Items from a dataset
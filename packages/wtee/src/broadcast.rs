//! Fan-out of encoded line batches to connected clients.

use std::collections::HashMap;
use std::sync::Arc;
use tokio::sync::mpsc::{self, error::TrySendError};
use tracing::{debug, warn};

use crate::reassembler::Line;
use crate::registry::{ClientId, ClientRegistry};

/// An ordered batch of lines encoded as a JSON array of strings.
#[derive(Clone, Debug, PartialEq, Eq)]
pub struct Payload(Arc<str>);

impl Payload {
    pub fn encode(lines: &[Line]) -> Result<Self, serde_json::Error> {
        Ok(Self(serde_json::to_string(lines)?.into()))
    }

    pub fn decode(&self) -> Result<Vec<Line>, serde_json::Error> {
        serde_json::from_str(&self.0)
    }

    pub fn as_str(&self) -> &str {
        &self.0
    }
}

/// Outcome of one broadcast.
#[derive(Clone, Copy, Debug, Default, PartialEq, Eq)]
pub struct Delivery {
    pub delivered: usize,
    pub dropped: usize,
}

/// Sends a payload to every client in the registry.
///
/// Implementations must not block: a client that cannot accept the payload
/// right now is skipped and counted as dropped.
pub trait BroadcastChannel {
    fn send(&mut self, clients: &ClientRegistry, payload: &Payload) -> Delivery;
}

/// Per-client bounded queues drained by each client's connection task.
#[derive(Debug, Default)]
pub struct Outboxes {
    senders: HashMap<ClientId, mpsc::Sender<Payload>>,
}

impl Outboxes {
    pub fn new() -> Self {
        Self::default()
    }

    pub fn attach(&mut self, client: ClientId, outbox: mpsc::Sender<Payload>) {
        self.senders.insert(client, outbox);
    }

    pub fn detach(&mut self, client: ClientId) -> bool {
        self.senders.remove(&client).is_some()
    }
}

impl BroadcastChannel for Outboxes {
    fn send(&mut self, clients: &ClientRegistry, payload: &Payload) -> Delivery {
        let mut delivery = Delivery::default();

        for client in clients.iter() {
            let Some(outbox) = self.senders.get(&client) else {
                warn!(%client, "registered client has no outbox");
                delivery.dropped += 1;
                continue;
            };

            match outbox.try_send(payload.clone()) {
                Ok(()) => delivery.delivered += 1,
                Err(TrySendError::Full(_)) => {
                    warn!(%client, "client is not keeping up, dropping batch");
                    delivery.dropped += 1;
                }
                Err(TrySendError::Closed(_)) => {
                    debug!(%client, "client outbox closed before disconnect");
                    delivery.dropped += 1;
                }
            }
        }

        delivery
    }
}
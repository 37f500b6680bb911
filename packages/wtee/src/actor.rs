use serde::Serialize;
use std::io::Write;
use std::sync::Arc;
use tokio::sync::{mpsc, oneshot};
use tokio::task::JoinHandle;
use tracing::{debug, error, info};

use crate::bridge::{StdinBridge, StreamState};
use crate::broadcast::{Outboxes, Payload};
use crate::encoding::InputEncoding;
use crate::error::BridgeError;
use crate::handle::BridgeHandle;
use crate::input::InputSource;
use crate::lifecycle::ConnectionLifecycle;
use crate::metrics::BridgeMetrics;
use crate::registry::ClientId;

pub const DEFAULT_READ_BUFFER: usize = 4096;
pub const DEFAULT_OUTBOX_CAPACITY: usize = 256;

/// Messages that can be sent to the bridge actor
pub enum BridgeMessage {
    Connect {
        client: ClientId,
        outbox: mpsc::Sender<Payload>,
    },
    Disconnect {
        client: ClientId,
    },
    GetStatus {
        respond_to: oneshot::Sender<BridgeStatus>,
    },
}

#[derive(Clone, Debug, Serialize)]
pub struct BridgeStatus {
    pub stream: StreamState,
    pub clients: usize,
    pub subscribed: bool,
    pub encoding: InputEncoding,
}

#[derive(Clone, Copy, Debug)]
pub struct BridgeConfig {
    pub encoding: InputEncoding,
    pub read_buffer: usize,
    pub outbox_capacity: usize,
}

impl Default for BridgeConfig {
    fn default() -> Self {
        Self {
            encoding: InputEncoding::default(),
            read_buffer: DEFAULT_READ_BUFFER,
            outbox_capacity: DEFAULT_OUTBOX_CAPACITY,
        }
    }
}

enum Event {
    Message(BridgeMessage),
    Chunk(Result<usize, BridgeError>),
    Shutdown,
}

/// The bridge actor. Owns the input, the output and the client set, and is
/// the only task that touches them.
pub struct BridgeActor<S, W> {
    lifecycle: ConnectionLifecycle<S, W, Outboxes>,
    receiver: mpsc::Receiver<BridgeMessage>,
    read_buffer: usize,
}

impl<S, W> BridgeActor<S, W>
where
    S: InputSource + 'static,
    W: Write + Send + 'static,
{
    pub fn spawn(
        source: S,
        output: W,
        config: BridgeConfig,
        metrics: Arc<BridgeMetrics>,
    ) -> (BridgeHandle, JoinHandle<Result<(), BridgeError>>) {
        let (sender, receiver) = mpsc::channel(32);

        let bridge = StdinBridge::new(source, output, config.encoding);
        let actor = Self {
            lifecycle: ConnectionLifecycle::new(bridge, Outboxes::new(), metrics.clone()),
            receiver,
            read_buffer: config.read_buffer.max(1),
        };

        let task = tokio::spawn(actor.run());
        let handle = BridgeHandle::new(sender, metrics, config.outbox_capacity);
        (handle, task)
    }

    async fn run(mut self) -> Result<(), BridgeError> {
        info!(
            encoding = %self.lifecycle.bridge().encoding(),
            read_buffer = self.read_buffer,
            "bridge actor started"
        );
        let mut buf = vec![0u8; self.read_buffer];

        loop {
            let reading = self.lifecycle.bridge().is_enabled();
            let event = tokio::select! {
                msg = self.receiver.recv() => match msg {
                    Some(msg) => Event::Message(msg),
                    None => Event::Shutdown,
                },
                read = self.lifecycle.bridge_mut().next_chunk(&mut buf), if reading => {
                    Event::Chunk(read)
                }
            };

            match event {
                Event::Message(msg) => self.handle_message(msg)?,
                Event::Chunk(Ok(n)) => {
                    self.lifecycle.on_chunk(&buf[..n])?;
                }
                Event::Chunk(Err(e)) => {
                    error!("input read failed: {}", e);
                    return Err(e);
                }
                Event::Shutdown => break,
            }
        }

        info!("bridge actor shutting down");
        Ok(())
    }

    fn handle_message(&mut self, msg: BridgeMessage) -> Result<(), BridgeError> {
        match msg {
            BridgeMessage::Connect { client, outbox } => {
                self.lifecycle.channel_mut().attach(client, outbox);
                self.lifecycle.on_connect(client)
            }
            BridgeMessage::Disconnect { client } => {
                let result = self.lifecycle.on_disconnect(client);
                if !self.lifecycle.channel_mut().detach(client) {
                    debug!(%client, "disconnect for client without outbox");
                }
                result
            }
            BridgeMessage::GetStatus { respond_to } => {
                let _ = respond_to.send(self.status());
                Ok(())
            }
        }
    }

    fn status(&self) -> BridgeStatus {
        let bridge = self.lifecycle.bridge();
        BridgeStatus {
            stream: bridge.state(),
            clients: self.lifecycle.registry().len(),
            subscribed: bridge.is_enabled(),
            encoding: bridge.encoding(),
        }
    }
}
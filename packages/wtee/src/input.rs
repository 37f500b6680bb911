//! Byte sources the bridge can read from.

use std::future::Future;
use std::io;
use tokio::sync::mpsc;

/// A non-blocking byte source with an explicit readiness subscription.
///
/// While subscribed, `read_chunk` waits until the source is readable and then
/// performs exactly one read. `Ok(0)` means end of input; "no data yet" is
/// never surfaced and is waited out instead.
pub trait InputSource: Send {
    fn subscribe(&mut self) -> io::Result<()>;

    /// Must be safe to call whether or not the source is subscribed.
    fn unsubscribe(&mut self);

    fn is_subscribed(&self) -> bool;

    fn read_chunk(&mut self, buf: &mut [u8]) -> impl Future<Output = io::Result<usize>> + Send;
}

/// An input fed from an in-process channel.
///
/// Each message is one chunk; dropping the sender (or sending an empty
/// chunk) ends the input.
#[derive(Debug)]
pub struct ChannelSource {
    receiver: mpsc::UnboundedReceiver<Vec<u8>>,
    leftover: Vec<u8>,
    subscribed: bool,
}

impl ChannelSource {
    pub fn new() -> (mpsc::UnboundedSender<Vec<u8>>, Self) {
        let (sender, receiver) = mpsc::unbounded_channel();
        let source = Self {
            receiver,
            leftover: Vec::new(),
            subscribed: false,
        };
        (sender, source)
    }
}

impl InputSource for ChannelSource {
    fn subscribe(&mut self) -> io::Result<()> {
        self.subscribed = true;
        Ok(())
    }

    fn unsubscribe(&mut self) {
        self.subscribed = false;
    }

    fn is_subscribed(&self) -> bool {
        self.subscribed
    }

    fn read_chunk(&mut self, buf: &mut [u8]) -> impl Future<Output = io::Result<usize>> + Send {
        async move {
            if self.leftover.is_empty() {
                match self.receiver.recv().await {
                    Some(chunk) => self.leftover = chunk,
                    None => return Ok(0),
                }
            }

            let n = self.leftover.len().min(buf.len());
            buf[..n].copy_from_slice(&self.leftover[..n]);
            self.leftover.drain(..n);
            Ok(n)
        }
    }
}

### Problem to solve
Whichever lines of the records above hold the word "JoinHandle" should all be copied out.

### Written reply
use tokio::task::JoinHandle;
    ) -> (BridgeHandle, JoinHandle<Result<(), BridgeError>>) {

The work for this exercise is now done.